# [Supplied records]
####################

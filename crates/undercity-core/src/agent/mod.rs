//! The `AgentRunner` trait -- the opaque language-model transport.
//!
//! The engine never generates code itself; it hands a prompt, a model
//! tier, and a working directory to an [`AgentRunner`] and gets back the
//! agent's final text plus usage accounting. The trait is object-safe so
//! the orchestrator can hold `Arc<dyn AgentRunner>` and tests can swap in
//! scripted fakes.

pub mod command;

use std::path::PathBuf;
use std::time::Duration;

use async_trait::async_trait;
use thiserror::Error;
use tokio_util::sync::CancellationToken;
use uuid::Uuid;

use undercity_state::models::ModelTier;

pub use command::CommandAgentRunner;

/// A single agent invocation.
#[derive(Debug, Clone)]
pub struct AgentRequest {
    /// Task on whose behalf the agent runs (for logging and accounting).
    pub task_id: Uuid,
    /// The full prompt, including any briefing and handoff context.
    pub prompt: String,
    /// Model tier to invoke.
    pub tier: ModelTier,
    /// Working directory (the task's worktree, or the main checkout for
    /// meta-tasks).
    pub cwd: PathBuf,
    /// Wall-clock cap for the invocation.
    pub timeout: Duration,
    /// Cooperative cancellation (drain, health-monitor kill).
    pub cancel: CancellationToken,
}

/// What came back from an agent invocation.
#[derive(Debug, Clone)]
pub struct AgentResult {
    /// The agent's final text output.
    pub text: String,
    pub input_tokens: u64,
    pub output_tokens: u64,
    pub duration: Duration,
}

/// Errors from an agent invocation. `RateLimited` is distinguished so the
/// rate-limit tracker can record the hit and pause the grid.
#[derive(Debug, Error)]
pub enum AgentError {
    #[error("agent rate-limited: {0}")]
    RateLimited(String),

    #[error("agent timed out after {0:?}")]
    TimedOut(Duration),

    #[error("agent was cancelled")]
    Cancelled,

    #[error("failed to spawn agent: {0}")]
    Spawn(#[source] std::io::Error),

    #[error("agent exited with {code:?}: {stderr}")]
    Failed {
        code: Option<i32>,
        stderr: String,
    },
}

/// Opaque transport for one agent invocation.
///
/// Implementations must kill any child process they spawned when the
/// request's cancellation token fires or the timeout elapses.
#[async_trait]
pub trait AgentRunner: Send + Sync {
    async fn run(&self, request: AgentRequest) -> Result<AgentResult, AgentError>;
}

// Compile-time assertion: the trait must stay object-safe.
const _: () = {
    fn _assert_object_safe(_: &dyn AgentRunner) {}
};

####################

# [What you have to do]
Your output should be an exact copy of the lines from the top of the listing above to the line with "gets back the", both ends included.

# [Written reply]
filename crates/undercity-core/src/agent/mod.rs
//! The `AgentRunner` trait -- the opaque language-model transport.
//!
//! The engine never generates code itself; it hands a prompt, a model
//! tier, and a working directory to an [`AgentRunner`] and gets back the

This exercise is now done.